LAGANGILANG | DAY TRIPS FROM BANGUED
POCKET GUIDE TO LAGANGILANG
Where is Lagangilang
Lagangilang is located 19km East of Bangued at 17°37′N 120°44′E in the Province of Abra. The town makes for a good day out since it is quite close to Bangued and has a frequent jeepney service. You could also combine Lagangilang with a tour of Tayum making it into a full days itinerary.
History of Lagangilang
According to legend, Lagangilang derived its name from combining the words ‘ilang-ilang” and “lagam”. Ilang-ilang, predominant in the municipality, is a tree whose flowers emit a distinctively sweet scent especially at night. Lagam, meaning bravery, is the name of a famous Tinguian leader who once ruled and defended the original Tinguian village of Lagangilang along the eastern bank of the Abra River from adversaries.(abra.gov.ph)
Lagangilang is subdivided into 17 Barangays: Aguet, Bacooc, Balais, Cayapa, Dalaguisan, Laguiben, Lagben, Laang, Nagtupacan, Nagtipulan, Pawa, Presentar, Tagodtod, Taping, Poblacion, Paganao, and San Isidro.
Lagangilang Seal Symbolism
Carabao Head – Symbolizes a beast of burden. The Carabao is the National Animal of the Philippines.
Hill – Represents the terrain of the municipality suitable for agro-livestock forestry.
Rice Paddies – Means extensive farmlands.
River – Stands for life, usually tapped for irrigation needs and water supply for farm animals.
Rice – Represents the staple crop of the municipality.
Trees – Symbolizes the eco-system.
Holy Cross Church, Lagangilang
In Lagangilang, the church is not situated beside the town plaza and Municipal Hall, as are most other churches in the Philippines.
The Church of the Holy Cross is located in Barangay Laang, which is a ten minute walk from the Plaza.
The Church built of red bricks was started in 1914 and finished in 1916. The Bell Tower was finished in 1931 and was renovated in 2010 with steel supports inserted to hang the Bells on.
The only parts of the original church remaining are the Bell Tower and the Apse.

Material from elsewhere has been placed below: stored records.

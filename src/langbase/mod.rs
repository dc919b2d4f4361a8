//! Langbase Pipes adapter: the HTTP transport behind both generators.

mod client;
mod types;


pub use client::LangbaseClient;
pub use types::*;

The original portal in the Bell Tower is now closed and a new entrance was made in the “new” centre portion of the church building.
Even with the concrete based reconstruction of the centre part, the Church remains a beautiful building in its own right. An ugly covered basketball court has been built in the adjoining school grounds and a covered walkway from the Parish Office have somewhat reduced the asthetics of the church though.
Outside the Parish Office on the left is a Relief Map of Abra showing the location of every church in the Province, including Parish Churches and Barangay Chapels,
Lagangilang’s American Era
Lagangilang benefited enourmously during the American Colonial Era with its school, church and numerous houses being built.One can still see American era structures in the Poblacion of Lagangilang.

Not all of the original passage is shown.